Die globale Initiative „COVAX“ ist ein Zusammenschluss von 190 Ländern, Impfstoffherstellern und internationalen Organisationen wie der WHO und der Impfallianz GAVI, die allen Menschen weltweit Covid-19-Impfstoffe zugänglich machen will (insbesondere in Ländern mit sehr niedriger oder mittlerer Wirtschaftskraft). Dabei geht es nicht nur darum, dass ausreichend Impfstoff beschafft wird, sondern auch darum, bei Transport, Logistik, fairer Verteilung und kompetenter Impfvorbereitung vor Ort organisatorisch als Gemeinschaft zu unterstützen.  Bereits vor über einem Jahr - anlässlich des G7-Gipfels am 19. Februar 2021 - kündigte etwa die EU an, ihre Unterstützung für COVAX auf 1 Milliarde Euro aufzustocken, nachdem sie zunächst 500 Millionen Euro zugesagt hatte. Die damalige Kanzlerin Angela Merkel kündigte bei diesem Gipfeltreffen für Deutschland zusätzliche 980 Millionen Euro für COVAX an und erhöhte diese Summe am 22. Mai 2021 um weitere 100 Millionen Euro. Mit einem Gesamtbeitrag von fast 2,2 Milliarden Euro zählt Deutschland damit zu den größten Unterstützern der Initiative, worauf die große Mehrheit der Bundestagsabgeordneten durchaus stolz ist, da wir mit unserem Beitrag Millionen Menschen in den ärmsten Ländern helfen und es vollkommen klar ist, dass wir die Pandemie nur dann erfolgreich (auch in Deutschland!) bekämpfen können, wenn uns dieser Erfolg auch weltweit gelingt. 

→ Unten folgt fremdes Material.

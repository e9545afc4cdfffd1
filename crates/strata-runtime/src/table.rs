//! In-memory columnar tables
//!
//! A `Table` is a schema plus zero or more record batches. Stages consume
//! one table and produce a new one; nothing mutates a table in place.

use crate::error::{Result, RuntimeError};
use arrow::array::{new_null_array, ArrayRef, RecordBatch};
use arrow::compute::{cast, concat_batches};
use arrow::datatypes::{DataType, Field, Schema, SchemaRef};
use std::sync::Arc;

/// Schema plus record batches
#[derive(Debug, Clone)]
pub struct Table {
    schema: SchemaRef,
    batches: Vec<RecordBatch>,
}

impl Table {
    pub fn new(schema: SchemaRef, batches: Vec<RecordBatch>) -> Self {
        Self { schema, batches }
    }

    pub fn empty(schema: SchemaRef) -> Self {
        Self::new(schema, Vec::new())
    }

    pub fn from_batch(batch: RecordBatch) -> Self {
        Self::new(batch.schema(), vec![batch])
    }

    /// Build a table from named columns of equal length.
    pub fn from_columns(columns: Vec<(&str, ArrayRef)>) -> Result<Self> {
        let fields: Vec<Field> = columns
            .iter()
            .map(|(name, array)| Field::new(*name, array.data_type().clone(), true))
            .collect();
        let schema = Arc::new(Schema::new(fields));
        let arrays = columns.into_iter().map(|(_, array)| array).collect();
        Ok(Self::from_batch(RecordBatch::try_new(schema, arrays)?))
    }

    pub fn schema(&self) -> &SchemaRef {
        &self.schema
    }

    pub fn batches(&self) -> &[RecordBatch] {
        &self.batches
    }

    pub fn into_batches(self) -> Vec<RecordBatch> {
        self.batches
    }

    pub fn num_rows(&self) -> usize {
        self.batches.iter().map(RecordBatch::num_rows).sum()
    }

    pub fn num_columns(&self) -> usize {
        self.schema.fields().len()
    }

    pub fn column_names(&self) -> Vec<String> {
        self.schema
            .fields()
            .iter()
            .map(|f| f.name().to_string())
            .collect()
    }

    pub fn has_column(&self, name: &str) -> bool {
        self.schema.index_of(name).is_ok()
    }

    /// All rows as one batch.
    pub fn to_batch(&self) -> Result<RecordBatch> {
        Ok(concat_batches(&self.schema, &self.batches)?)
    }

    /// One column with all rows concatenated.
    pub fn column(&self, name: &str) -> Result<ArrayRef> {
        let index = self
            .schema
            .index_of(name)
            .map_err(|_| RuntimeError::ColumnNotFound(name.to_string()))?;
        Ok(self.to_batch()?.column(index).clone())
    }

    /// Approximate in-memory footprint in bytes.
    pub fn memory_size(&self) -> usize {
        self.batches
            .iter()
            .map(RecordBatch::get_array_memory_size)
            .sum()
    }

    /// The first `rows` rows.
    pub fn head(&self, rows: usize) -> Table {
        let mut remaining = rows;
        let mut batches = Vec::new();
        for batch in &self.batches {
            if remaining == 0 {
                break;
            }
            let take = remaining.min(batch.num_rows());
            batches.push(batch.slice(0, take));
            remaining -= take;
        }
        Table::new(self.schema.clone(), batches)
    }

    /// Copy of this table without the named column.
    pub fn drop_column(&self, name: &str) -> Result<Table> {
        let index = self
            .schema
            .index_of(name)
            .map_err(|_| RuntimeError::ColumnNotFound(name.to_string()))?;
        let keep: Vec<usize> = (0..self.num_columns()).filter(|i| *i != index).collect();
        let schema = Arc::new(self.schema.project(&keep)?);
        let batches = self
            .batches
            .iter()
            .map(|batch| batch.project(&keep))
            .collect::<std::result::Result<Vec<_>, _>>()?;
        Ok(Table::new(schema, batches))
    }
}

/// Union tables whose schemas may differ.
///
/// Per column the widest type wins, missing columns are null-filled and the
/// column order follows first appearance.
pub fn concat_relaxed(tables: Vec<Table>) -> Result<Table> {
    let mut fields: Vec<(String, DataType)> = Vec::new();
    for table in &tables {
        for field in table.schema().fields() {
            match fields.iter_mut().find(|(name, _)| name == field.name()) {
                Some((_, data_type)) => *data_type = widen(data_type, field.data_type()),
                None => fields.push((field.name().to_string(), field.data_type().clone())),
            }
        }
    }

    let schema: SchemaRef = Arc::new(Schema::new(
        fields
            .iter()
            .map(|(name, data_type)| Field::new(name.as_str(), data_type.clone(), true))
            .collect::<Vec<_>>(),
    ));

    let mut batches = Vec::new();
    for table in tables {
        let source = table.schema().clone();
        for batch in table.into_batches() {
            let rows = batch.num_rows();
            let columns = fields
                .iter()
                .map(|(name, data_type)| -> Result<ArrayRef> {
                    match source.index_of(name) {
                        Ok(index) => Ok(cast(batch.column(index), data_type)?),
                        Err(_) => Ok(new_null_array(data_type, rows)),
                    }
                })
                .collect::<Result<Vec<ArrayRef>>>()?;
            batches.push(RecordBatch::try_new(schema.clone(), columns)?);
        }
    }

    Ok(Table::new(schema, batches))
}

/// Smallest type both inputs convert into without loss of range.
fn widen(a: &DataType, b: &DataType) -> DataType {
    use DataType::*;

    if a == b {
        return a.clone();
    }
    match (a, b) {
        (Null, other) | (other, Null) => other.clone(),
        (x, y) if x.is_integer() && y.is_integer() => {
            let wx = x.primitive_width().unwrap_or(8);
            let wy = y.primitive_width().unwrap_or(8);
            match (x.is_signed_integer(), y.is_signed_integer()) {
                (true, true) => signed_of_width(wx.max(wy)),
                (false, false) => unsigned_of_width(wx.max(wy)),
                (true, false) => mixed_sign_of_width(wx.max(wy * 2)),
                (false, true) => mixed_sign_of_width((wx * 2).max(wy)),
            }
        }
        (Float32, y) | (y, Float32) if y.is_integer() && y.primitive_width() <= Some(2) => Float32,
        (x, y) if x.is_numeric() && y.is_numeric() => Float64,
        _ => Utf8,
    }
}

fn signed_of_width(bytes: usize) -> DataType {
    match bytes {
        1 => DataType::Int8,
        2 => DataType::Int16,
        4 => DataType::Int32,
        _ => DataType::Int64,
    }
}

/// Signed type holding both a signed and an unsigned input. No signed
/// integer covers `UInt64`, so that case falls back to `Float64`.
fn mixed_sign_of_width(bytes: usize) -> DataType {
    if bytes > 8 {
        DataType::Float64
    } else {
        signed_of_width(bytes)
    }
}

fn unsigned_of_width(bytes: usize) -> DataType {
    match bytes {
        1 => DataType::UInt8,
        2 => DataType::UInt16,
        4 => DataType::UInt32,
        _ => DataType::UInt64,
    }
}

#[cfg(test)]
mod tests {
    use super::*;
    use arrow::array::{
        Array, AsArray, Float32Array, Int16Array, Int64Array, Int8Array, StringArray, UInt64Array,
    };
    use arrow::datatypes::{Float64Type, Int16Type};

    #[test]
    fn test_widen() {
        assert_eq!(widen(&DataType::Int8, &DataType::Int32), DataType::Int32);
        assert_eq!(widen(&DataType::UInt8, &DataType::Int8), DataType::Int16);
        assert_eq!(widen(&DataType::Int64, &DataType::Float32), DataType::Float64);
        assert_eq!(widen(&DataType::Int8, &DataType::Float32), DataType::Float32);
        assert_eq!(widen(&DataType::Float32, &DataType::Utf8), DataType::Utf8);
        assert_eq!(widen(&DataType::Null, &DataType::Utf8), DataType::Utf8);
        assert_eq!(widen(&DataType::UInt32, &DataType::Int64), DataType::Int64);
        assert_eq!(widen(&DataType::Int8, &DataType::UInt64), DataType::Float64);
        assert_eq!(widen(&DataType::UInt64, &DataType::Int64), DataType::Float64);
    }

    #[test]
    fn test_concat_relaxed_keeps_large_unsigned_values() {
        let signed = Table::from_columns(vec![("n", Arc::new(Int64Array::from(vec![-1])) as ArrayRef)])
            .unwrap();
        let unsigned = Table::from_columns(vec![(
            "n",
            Arc::new(UInt64Array::from(vec![u64::MAX])) as ArrayRef,
        )])
        .unwrap();

        let merged = concat_relaxed(vec![signed, unsigned]).unwrap().to_batch().unwrap();
        let values = merged.column(0).as_primitive::<Float64Type>();
        assert_eq!(values.value(0), -1.0);
        assert_eq!(values.value(1), u64::MAX as f64);
    }

    #[test]
    fn test_concat_relaxed_widens_and_fills() {
        let a = Table::from_columns(vec![
            ("case_id", Arc::new(Int8Array::from(vec![1, 2])) as ArrayRef),
            ("amount", Arc::new(Float32Array::from(vec![1.5, 2.5])) as ArrayRef),
        ])
        .unwrap();
        let b = Table::from_columns(vec![
            ("case_id", Arc::new(Int16Array::from(vec![300])) as ArrayRef),
            ("status", Arc::new(StringArray::from(vec!["A"])) as ArrayRef),
            ("amount", Arc::new(Int64Array::from(vec![7])) as ArrayRef),
        ])
        .unwrap();

        let merged = concat_relaxed(vec![a, b]).unwrap();
        assert_eq!(merged.column_names(), vec!["case_id", "amount", "status"]);
        assert_eq!(merged.num_rows(), 3);

        let batch = merged.to_batch().unwrap();
        assert_eq!(batch.column(0).as_primitive::<Int16Type>().value(2), 300);
        assert_eq!(batch.column(1).as_primitive::<Float64Type>().value(2), 7.0);
        assert_eq!(batch.column(2).null_count(), 2);
    }

    #[test]
    fn test_concat_relaxed_keeps_empty_schemas() {
        let schema = Arc::new(Schema::new(vec![Field::new("x", DataType::Int32, true)]));
        let merged = concat_relaxed(vec![Table::empty(schema)]).unwrap();
        assert_eq!(merged.num_rows(), 0);
        assert!(merged.has_column("x"));
    }

    #[test]
    fn test_head_and_drop_column() {
        let table = Table::from_columns(vec![
            ("a", Arc::new(Int64Array::from(vec![1, 2, 3])) as ArrayRef),
            ("b", Arc::new(Int64Array::from(vec![4, 5, 6])) as ArrayRef),
        ])
        .unwrap();
        assert_eq!(table.head(2).num_rows(), 2);
        let dropped = table.drop_column("a").unwrap();
        assert_eq!(dropped.column_names(), vec!["b"]);
        assert!(matches!(
            table.drop_column("zz"),
            Err(RuntimeError::ColumnNotFound(_))
        ));
    }
}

Bedenken Sie:  jede(r) Gesundheitshelfer(in), die selbst durch Impfung vor dem Virus geschützt ist, kann die Versorgung von unzähligen Kindern und Patienten sicherstellen – und geimpftes Lehrpersonal kann überall Kindern und Jugendlichen wieder geregelten Unterricht und damit den so wichtigen Zugang zu Bildung ermöglichen. Für diese weltweite Initiative werden zahllose Helfer*innen geschult, Lieferwege und Kühlketten verlässlich überprüft und ausgebaut und Expert*innen unterstützen regionale Behörden dabei, die Verteilung der Vakzine zu planen und sicher zu gewährleisten.

Über die Einführung einer möglichen allgemeinen Impfpflicht in Deutschland für alle Erwachsenen entscheidet der Bundestag in freier Abstimmung (Gewissensentscheidung ohne Fraktionsdisziplin) vermutlich im März - am 26. Januar haben wir im Deutschen Bundestag dazu in einer ersten dreistündigen „Orientierungsdebatte“ das Pro und Kontra sachlich und fair diskutiert. Die Debatte können Sie in der Mediathek des Bundestages anschauen – es lohnt sich! Fakt ist: wenn sich bei uns ab Sommer 2021 – als genug wirksamer Impfstoff für alle Menschen in Deutschland bereit stand - deutlich mehr Menschen freiwillig hätten impfen lassen, dann müssten wir aktuell nicht über eine Impfpflicht mit solch einer Dringlichkeit zum Schutz der vulnerablen Gruppen diskutieren, aber die Impfquote ist bei uns in Deutschland leider immer noch viel zu niedrig. Meine persönliche Meinung zur Impfpflicht können Sie seit dem 27. Januar auf meiner Homepage ausführlich und differenziert nachlesen: ich bin – ab 18 Jahren – dafür.